1. The utility model provides a but machine clamp transposition cutter is with weak rigidity shim, includes handle of a knife (1), shim (2) and blade (3), characterized by: the elastic modulus of the cutter pad (2) is 70-510GPa, the cutter pad (2) is arranged on the cutter handle (1), the blade (3) is arranged on the cutter pad (2), the cutter handle (1), the cutter pad (2) and the blade (3) are fixed together through a clamping bolt (4), a large round hole (5) and a small round hole (6) are sequentially formed in the middle of the cutter pad (2), and a plurality of deep grooves (7) are formed in the contact surface of the cutter pad (2) and the blade (3).

2. The mechanically clamped indexable tool weakly-rigid shim as set forth in claim 1, wherein: the elastic modulus of the shim (2) is 70-200 GPa.

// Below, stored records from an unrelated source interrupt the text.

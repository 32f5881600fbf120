//! Document classification.
//!
//! The fixed category/document-type vocabulary, the structured
//! classification result, and the [`Classifier`] seam the sorter calls
//! through. The remote implementation lives in [`gemini`]; tests plug in
//! fakes.

pub mod extract;
pub mod gemini;

use async_trait::async_trait;
use serde::{Deserialize, Serialize};

use crate::error::ClassifyError;

pub use gemini::GeminiClassifier;

/// Brand marker the classifier returns when it cannot name a manufacturer.
pub const UNKNOWN_BRAND: &str = "Unknown";

/// Model marker the classifier returns when no specific model is named.
pub const GENERIC_MODEL: &str = "General_Model";

/// Top-level library category. Values double as folder names, so the
/// serialized form is the exact path segment.
#[derive(Debug, Clone, Copy, PartialEq, Eq, Hash, Serialize, Deserialize)]
pub enum Category {
    #[serde(rename = "Heating_Boilers")]
    HeatingBoilers,
    #[serde(rename = "Heat_Pumps")]
    HeatPumps,
    #[serde(rename = "Air_Conditioning")]
    AirConditioning,
    #[serde(rename = "Solar_Systems")]
    SolarSystems,
    #[serde(rename = "Water_Heaters")]
    WaterHeaters,
    #[serde(rename = "Thermostats_Controllers")]
    ThermostatsControllers,
    #[serde(rename = "Spare_Parts_Valves")]
    SparePartsValves,
    #[serde(rename = "Other_HVAC")]
    OtherHvac,
}

impl Category {
    pub const ALL: [Category; 8] = [
        Category::HeatingBoilers,
        Category::HeatPumps,
        Category::AirConditioning,
        Category::SolarSystems,
        Category::WaterHeaters,
        Category::ThermostatsControllers,
        Category::SparePartsValves,
        Category::OtherHvac,
    ];

    /// Folder-name form.
    pub fn as_str(&self) -> &'static str {
        match self {
            Category::HeatingBoilers => "Heating_Boilers",
            Category::HeatPumps => "Heat_Pumps",
            Category::AirConditioning => "Air_Conditioning",
            Category::SolarSystems => "Solar_Systems",
            Category::WaterHeaters => "Water_Heaters",
            Category::ThermostatsControllers => "Thermostats_Controllers",
            Category::SparePartsValves => "Spare_Parts_Valves",
            Category::OtherHvac => "Other_HVAC",
        }
    }

    /// Parse a folder name or classifier answer; tolerant of case and
    /// surrounding whitespace, `None` for anything outside the vocabulary.
    pub fn from_str(s: &str) -> Option<Category> {
        let s = s.trim();
        Self::ALL
            .iter()
            .copied()
            .find(|c| c.as_str().eq_ignore_ascii_case(s))
    }
}

/// Document type within a model folder. Serialized form is the folder name.
#[derive(Debug, Clone, Copy, PartialEq, Eq, Hash, Serialize, Deserialize)]
pub enum DocType {
    #[serde(rename = "User_Manual")]
    UserManual,
    #[serde(rename = "Service_Manual")]
    ServiceManual,
    #[serde(rename = "Installation_Manual")]
    InstallationManual,
    #[serde(rename = "Technical_Data")]
    TechnicalData,
    #[serde(rename = "Error_Codes")]
    ErrorCodes,
    #[serde(rename = "Spare_Parts_List")]
    SparePartsList,
    #[serde(rename = "General_Manual")]
    GeneralManual,
}

impl DocType {
    pub const ALL: [DocType; 7] = [
        DocType::UserManual,
        DocType::ServiceManual,
        DocType::InstallationManual,
        DocType::TechnicalData,
        DocType::ErrorCodes,
        DocType::SparePartsList,
        DocType::GeneralManual,
    ];

    /// Folder-name form.
    pub fn as_str(&self) -> &'static str {
        match self {
            DocType::UserManual => "User_Manual",
            DocType::ServiceManual => "Service_Manual",
            DocType::InstallationManual => "Installation_Manual",
            DocType::TechnicalData => "Technical_Data",
            DocType::ErrorCodes => "Error_Codes",
            DocType::SparePartsList => "Spare_Parts_List",
            DocType::GeneralManual => "General_Manual",
        }
    }

    /// Parse a folder name or classifier answer; `None` outside the
    /// vocabulary.
    pub fn from_str(s: &str) -> Option<DocType> {
        let s = s.trim();
        Self::ALL
            .iter()
            .copied()
            .find(|t| t.as_str().eq_ignore_ascii_case(s))
    }
}

/// Structured classification of one document.
///
/// `category`/`doc_type` are `None` when the answer fell outside the fixed
/// vocabulary; brand and model carry the unresolved markers instead.
#[derive(Debug, Clone, Serialize, Deserialize)]
#[serde(rename_all = "camelCase")]
pub struct Classification {
    pub category: Option<Category>,
    pub brand: String,
    pub model: String,
    pub doc_type: Option<DocType>,
    #[serde(default)]
    pub fault_codes: Vec<String>,
    #[serde(default)]
    pub reason: String,
}

impl Classification {
    /// Low-confidence placeholder: nothing resolved, reason attached.
    pub fn unresolved(reason: impl Into<String>) -> Self {
        Self {
            category: None,
            brand: UNKNOWN_BRAND.to_string(),
            model: GENERIC_MODEL.to_string(),
            doc_type: None,
            fault_codes: Vec::new(),
            reason: reason.into(),
        }
    }

    pub fn brand_resolved(&self) -> bool {
        let brand = self.brand.trim();
        !brand.is_empty() && !brand.eq_ignore_ascii_case(UNKNOWN_BRAND)
    }

    pub fn model_resolved(&self) -> bool {
        let model = self.model.trim();
        !model.is_empty() && !model.eq_ignore_ascii_case(GENERIC_MODEL)
    }
}

/// Everything the classifier gets to look at for one document.
pub struct ClassifyInput<'a> {
    pub file_name: &'a str,
    /// Bounded text snippet; empty when extraction produced nothing.
    pub text_snippet: &'a str,
    /// Raw bytes for vision-capable input (images, scanned PDFs).
    pub bytes: Option<&'a [u8]>,
    pub mime_type: &'a str,
}

/// External classification service.
///
/// Injectable so runs can be tested without network access. One call per
/// document, no internal retry; a failed call routes that document to the
/// error folder and the run continues.
#[async_trait]
pub trait Classifier: Send + Sync {
    /// Classify one document.
    async fn classify(&self, input: &ClassifyInput<'_>) -> Result<Classification, ClassifyError>;

    /// Name of the backing model this instance calls, discovering and
    /// caching it on first use.
    async fn select_backing_model(&self) -> Result<String, ClassifyError>;
}

#[cfg(test)]
mod tests {
    use super::*;

    #[test]
    fn test_category_round_trip() {
        for category in Category::ALL {
            assert_eq!(Category::from_str(category.as_str()), Some(category));
        }
    }

    #[test]
    fn test_category_from_str_tolerates_case_and_whitespace() {
        assert_eq!(Category::from_str(" heat_pumps "), Some(Category::HeatPumps));
        assert_eq!(Category::from_str("other_hvac"), Some(Category::OtherHvac));
        assert_eq!(Category::from_str("Refrigeration"), None);
        assert_eq!(Category::from_str(""), None);
    }

    #[test]
    fn test_doc_type_round_trip() {
        for doc_type in DocType::ALL {
            assert_eq!(DocType::from_str(doc_type.as_str()), Some(doc_type));
        }
        assert_eq!(DocType::from_str("Quick_Start"), None);
    }

    #[test]
    fn test_serialized_form_is_folder_name() {
        let json = serde_json::to_string(&Category::AirConditioning).unwrap();
        assert_eq!(json, "\"Air_Conditioning\"");
        let json = serde_json::to_string(&DocType::SparePartsList).unwrap();
        assert_eq!(json, "\"Spare_Parts_List\"");
    }

    #[test]
    fn test_unresolved_placeholder() {
        let c = Classification::unresolved("no text");
        assert!(c.category.is_none());
        assert!(!c.brand_resolved());
        assert!(!c.model_resolved());
        assert!(c.doc_type.is_none());
        assert_eq!(c.reason, "no text");
    }

    #[test]
    fn test_resolution_markers_are_case_insensitive() {
        let mut c = Classification::unresolved("");
        c.brand = "unknown".to_string();
        c.model = "general_model".to_string();
        assert!(!c.brand_resolved());
        assert!(!c.model_resolved());

        c.brand = "Vaillant".to_string();
        c.model = "ecoTEC plus".to_string();
        assert!(c.brand_resolved());
        assert!(c.model_resolved());
    }
}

3. The mechanically clamped indexable tool weakly-rigid shim as set forth in claim 1, wherein: the deep groove (7) comprises a side groove (8) positioned at the edge of the shim (2) and a strip groove (9) penetrating through the center of the shim (2).

4. The mechanically clamped indexable tool weakly-rigid shim as set forth in claim 1, wherein: the size of the shim (2) is 13 multiplied by 3.6 mm.

5. The mechanically clamped indexable tool weakly-rigid shim as set forth in claim 1, wherein: the diameter of the small round hole (6) is 6mm, the diameter of the large round hole (5) is 8mm, and the depth of the large round hole (5) is 1.8 mm.

6. The mechanically clamped indexable tool weakly-rigid shim as set forth in claim 3, wherein: the width of the side groove (8) is 2mm, and the depth is 1 mm.

7. The mechanically clamped indexable tool weakly-rigid shim as set forth in claim 3, wherein: the depth of the strip groove (9) is 0.5mm, and the width is 2-4 mm.